Вообще, искренняя любовь китайцев ко всякой живности достойна восхищения. Пекинский зоопарк — один из самых посещаемых объектов города. И по площади, и по условиям содержания всякого зверья он может удовлетворить самых ярых защитников живой природы.
Рядом — гигантский аквариум. Аквариумы — вообще одно из любимых украшений офисов, парков и всяких детских заведений. И, может, это покоробит постороннего гуманиста, но это очень характерная особенность рационализма китайцев к окружающей жизни, еще и ресторанов. Где посетители могут не только полюбоваться космическими па всяческих золотых рыбок, но и попробовать этих рыбок, приготовленных тут же в каком-нибудь кисло-сладком соусе.
Вот и для для тех же перепелятников, оставивших дома свое пернатое сокровище отдыхать в занавешенной клетке, в ближайшем ресторанчике обязательно подадут другого, менее счастливого перепела. Зажаренного целиком, с клювом и потрохами.
Такое органичное соединение возвышенного и земного приводит в замешательство стороннего наблюдателя. Но это — очень типичная черта жителей Китая.

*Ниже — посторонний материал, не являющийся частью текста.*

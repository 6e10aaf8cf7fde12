//! Wire protocol for Rust <-> simulator communication
//!
//! Messages are JSON objects internally tagged by `msg_type`, one per line.
//! Format: {"msg_type": "kind", ...fields}
//!
//! The simulator expects numeric command fields as decimal strings, so the
//! outbound variants carry `String`s and are built through the constructors
//! below. Inbound telemetry tolerates missing and unknown fields, and unknown
//! message kinds decode to [`SimMessage::Unknown`].

use donkey_rl_core::{CameraConfig, CarConfig, LidarConfig, RacerInfo};
use serde::{Deserialize, Serialize};

/// Messages exchanged with the simulator
#[derive(Debug, Clone, PartialEq, Serialize, Deserialize)]
#[serde(tag = "msg_type", rename_all = "snake_case")]
pub enum SimMessage {
    // === Simulator -> Rust ===
    /// One tick of simulator state
    Telemetry(Box<TelemetryPayload>),

    /// Car spawned in the requested scene
    CarLoaded,

    /// Simulator is at the scene selection menu
    SceneSelectionReady,

    /// Scenes available in this build
    SceneNames {
        #[serde(default)]
        scene_names: Vec<String>,
    },

    /// Protocol version reply
    ProtocolVersion {
        #[serde(default)]
        version: serde_json::Value,
    },

    /// Simulator wants the car/camera configuration (re)sent
    NeedCarConfig,

    /// Car skipped a checkpoint
    MissedCheckpoint,

    /// Car crossed the start/finish line
    CollisionWithStartingLine {
        #[serde(default, rename = "timeStamp")]
        time_stamp: f64,
    },

    /// Simulator aborted the scene
    Aborted,

    /// Keepalive
    Ping,

    // === Rust -> Simulator ===
    GetProtocolVersion,

    GetSceneNames,

    LoadScene { scene_name: String },

    /// Steering/throttle/brake command
    Control {
        steering: String,
        throttle: String,
        brake: String,
    },

    ResetCar,

    ExitScene,

    QuitApp,

    CarConfig {
        body_style: String,
        body_r: String,
        body_g: String,
        body_b: String,
        car_name: String,
        font_size: String,
    },

    RacerInfo {
        racer_name: String,
        car_name: String,
        bio: String,
        country: String,
        guid: String,
    },

    CamConfig {
        fov: String,
        fish_eye_x: String,
        fish_eye_y: String,
        img_w: String,
        img_h: String,
        img_d: String,
        img_enc: String,
        offset_x: String,
        offset_y: String,
        offset_z: String,
        rot_x: String,
        rot_y: String,
        rot_z: String,
    },

    LidarConfig {
        #[serde(rename = "degPerSweepInc")]
        deg_per_sweep_inc: String,
        #[serde(rename = "degAngDown")]
        deg_ang_down: String,
        #[serde(rename = "degAngDelta")]
        deg_ang_delta: String,
        #[serde(rename = "numSweepsLevels")]
        num_sweeps_levels: String,
        #[serde(rename = "maxRange")]
        max_range: String,
        noise: String,
        offset_x: String,
        offset_y: String,
        offset_z: String,
        rot_x: String,
    },

    /// Any kind this client does not know about
    #[serde(other)]
    Unknown,
}

/// Raw telemetry fields as sent by the simulator
#[derive(Debug, Clone, Default, PartialEq, Serialize, Deserialize)]
#[serde(default)]
pub struct TelemetryPayload {
    pub steering_angle: f64,
    pub throttle: f64,
    pub speed: f64,
    /// Base64 JPEG/PNG
    #[serde(skip_serializing_if = "Option::is_none")]
    pub image: Option<String>,
    /// Base64 JPEG/PNG from the secondary camera
    #[serde(skip_serializing_if = "Option::is_none")]
    pub image_b: Option<String>,
    #[serde(skip_serializing_if = "Option::is_none")]
    pub hit: Option<String>,
    pub pos_x: f64,
    pub pos_y: f64,
    pub pos_z: f64,
    pub vel_x: f64,
    pub vel_y: f64,
    pub vel_z: f64,
    pub gyro_x: f64,
    pub gyro_y: f64,
    pub gyro_z: f64,
    pub accel_x: f64,
    pub accel_y: f64,
    pub accel_z: f64,
    /// Roll, pitch, yaw in degrees
    #[serde(skip_serializing_if = "Option::is_none")]
    pub car: Option<[f64; 3]>,
    pub cte: f64,
    pub time: f64,
    #[serde(rename = "activeNode")]
    pub active_node: i64,
    #[serde(rename = "totalNodes")]
    pub total_nodes: i64,
    #[serde(skip_serializing_if = "Option::is_none")]
    pub forward_vel: Option<f64>,
    #[serde(skip_serializing_if = "Option::is_none")]
    pub lap_count: Option<u32>,
    #[serde(skip_serializing_if = "Option::is_none")]
    pub last_lap_time: Option<f64>,
    pub dq: bool,
    #[serde(skip_serializing_if = "Option::is_none")]
    pub lidar: Option<Vec<LidarPoint>>,
}

/// One lidar return
#[derive(Debug, Clone, Copy, Default, PartialEq, Serialize, Deserialize)]
#[serde(default)]
pub struct LidarPoint {
    /// Distance, negative when nothing was hit
    pub d: f64,
    /// Horizontal angle in degrees
    pub rx: f64,
    /// Vertical angle in degrees
    pub ry: f64,
}

impl SimMessage {
    /// Control command
    pub fn control(steering: f64, throttle: f64, brake: f64) -> Self {
        SimMessage::Control {
            steering: steering.to_string(),
            throttle: throttle.to_string(),
            brake: brake.to_string(),
        }
    }

    /// Scene load request
    pub fn load_scene(scene_name: impl Into<String>) -> Self {
        SimMessage::LoadScene {
            scene_name: scene_name.into(),
        }
    }

    pub fn car_config(car: &CarConfig) -> Self {
        let [r, g, b] = car.body_rgb;
        SimMessage::CarConfig {
            body_style: car.body_style.clone(),
            body_r: r.to_string(),
            body_g: g.to_string(),
            body_b: b.to_string(),
            car_name: car.car_name.clone(),
            font_size: car.font_size.to_string(),
        }
    }

    pub fn racer_info(racer: &RacerInfo, car: &CarConfig) -> Self {
        SimMessage::RacerInfo {
            racer_name: racer.racer_name.clone(),
            car_name: car.car_name.clone(),
            bio: racer.bio.clone(),
            country: racer.country.clone(),
            guid: racer.guid.clone(),
        }
    }

    /// Camera config; unset optics are sent as 0, which the simulator reads
    /// as "keep the default"
    pub fn cam_config(camera: &CameraConfig) -> Self {
        let res = camera.resolution;
        let [offset_x, offset_y, offset_z] = camera.offset.unwrap_or_default();
        let [rot_x, rot_y, rot_z] = camera.rot.unwrap_or_default();
        SimMessage::CamConfig {
            fov: camera.fov.unwrap_or(0.0).to_string(),
            fish_eye_x: camera.fish_eye_x.unwrap_or(0.0).to_string(),
            fish_eye_y: camera.fish_eye_y.unwrap_or(0.0).to_string(),
            img_w: res.width.to_string(),
            img_h: res.height.to_string(),
            img_d: res.channels.to_string(),
            img_enc: camera.encoding.as_str().to_string(),
            offset_x: offset_x.to_string(),
            offset_y: offset_y.to_string(),
            offset_z: offset_z.to_string(),
            rot_x: rot_x.to_string(),
            rot_y: rot_y.to_string(),
            rot_z: rot_z.to_string(),
        }
    }

    pub fn lidar_config(lidar: &LidarConfig) -> Self {
        let [offset_x, offset_y, offset_z] = lidar.offset;
        SimMessage::LidarConfig {
            deg_per_sweep_inc: lidar.deg_per_sweep_inc.to_string(),
            deg_ang_down: lidar.deg_ang_down.to_string(),
            deg_ang_delta: lidar.deg_ang_delta.to_string(),
            num_sweeps_levels: lidar.num_sweeps_levels.to_string(),
            max_range: lidar.max_range.to_string(),
            noise: lidar.noise.to_string(),
            offset_x: offset_x.to_string(),
            offset_y: offset_y.to_string(),
            offset_z: offset_z.to_string(),
            rot_x: lidar.rot_x.to_string(),
        }
    }

    /// Parsed (steering, throttle, brake) of a control command
    pub fn control_values(&self) -> Option<(f64, f64, f64)> {
        match self {
            SimMessage::Control {
                steering,
                throttle,
                brake,
            } => Some((
                steering.parse().ok()?,
                throttle.parse().ok()?,
                brake.parse().ok()?,
            )),
            _ => None,
        }
    }

    /// `msg_type` tag, for logging
    pub fn kind(&self) -> &'static str {
        match self {
            SimMessage::Telemetry(_) => "telemetry",
            SimMessage::CarLoaded => "car_loaded",
            SimMessage::SceneSelectionReady => "scene_selection_ready",
            SimMessage::SceneNames { .. } => "scene_names",
            SimMessage::ProtocolVersion { .. } => "protocol_version",
            SimMessage::NeedCarConfig => "need_car_config",
            SimMessage::MissedCheckpoint => "missed_checkpoint",
            SimMessage::CollisionWithStartingLine { .. } => "collision_with_starting_line",
            SimMessage::Aborted => "aborted",
            SimMessage::Ping => "ping",
            SimMessage::GetProtocolVersion => "get_protocol_version",
            SimMessage::GetSceneNames => "get_scene_names",
            SimMessage::LoadScene { .. } => "load_scene",
            SimMessage::Control { .. } => "control",
            SimMessage::ResetCar => "reset_car",
            SimMessage::ExitScene => "exit_scene",
            SimMessage::QuitApp => "quit_app",
            SimMessage::CarConfig { .. } => "car_config",
            SimMessage::RacerInfo { .. } => "racer_info",
            SimMessage::CamConfig { .. } => "cam_config",
            SimMessage::LidarConfig { .. } => "lidar_config",
            SimMessage::Unknown => "unknown",
        }
    }
}

/// Serialize a message to JSON bytes (without the line terminator)
pub fn serialize(msg: &SimMessage) -> Result<Vec<u8>, serde_json::Error> {
    serde_json::to_vec(msg)
}

/// Deserialize a single message from JSON bytes
pub fn deserialize(bytes: &[u8]) -> Result<SimMessage, serde_json::Error> {
    serde_json::from_slice(bytes)
}

/// Decode every message in a chunk.
///
/// The simulator occasionally writes several objects back to back without a
/// separator; they are split here. Decoding stops at the first malformed
/// object in the chunk.
pub fn deserialize_all(bytes: &[u8]) -> Vec<Result<SimMessage, serde_json::Error>> {
    let mut messages = Vec::new();
    for msg in serde_json::Deserializer::from_slice(bytes).into_iter::<SimMessage>() {
        let failed = msg.is_err();
        messages.push(msg);
        if failed {
            break;
        }
    }
    messages
}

«Живые уголки» при входе в китайские харчевни, вообще-то, общеприняты в кулинарной культуре Поднебесной. Потребитель должен знать, что ему подадут. И имеет право воспользоваться возможностью выбора на самой ранней стадии приготовления. Правда, в последние годы, как мне показалось, такие зоологические витрины перестали так сильно бросаться в глаза, как еще три десятка лет назад. Может быть, западные зверофилы поддавили претендующие на мировое лидерство власти Китая поменьше демонстрировать свое традиционное отношению к меньшим братьям? Может, и так. Хотя, возможно, все дело в привычке и мне самому уже не мозолит взор то, что так будоражило в первые приезды.
Серенада цикады
Летом в Пекине часто можно встретить горожан, несущих в руках маленькие, сплетенные из бамбука клеточки. Эти люди заняты серьезным и сугубо китайским занятием. Они «прогуливают» свою домашнюю… цикаду. Наряду с животными, птицами и рыбами в число ручных любимцев местной публики традиционно входят и насекомые. Среди них особенно популярны «сладкозвучные» сверчки и цикады.
Чтобы понять, почему слово «сладкозвучные», столь часто встречаемое в качестве эпитета у китайских поэтов, поставлено мною в кавычки, нужно послушать, что такое «пение» местных цикад. Летом это легко сделать у любого дерева. Но особенно хорошо — в маленьком парке вроде того, что разбит за стенами старой иезуитской обсерватории.
«Пение» цикад — это лавина звуков, сила которой нарастает столь стремительно… Кажется, еще мгновение, и все это невидимое воинство обрушится на вас подобно кинговским лангольерам и разорвет на мелкие кусочки!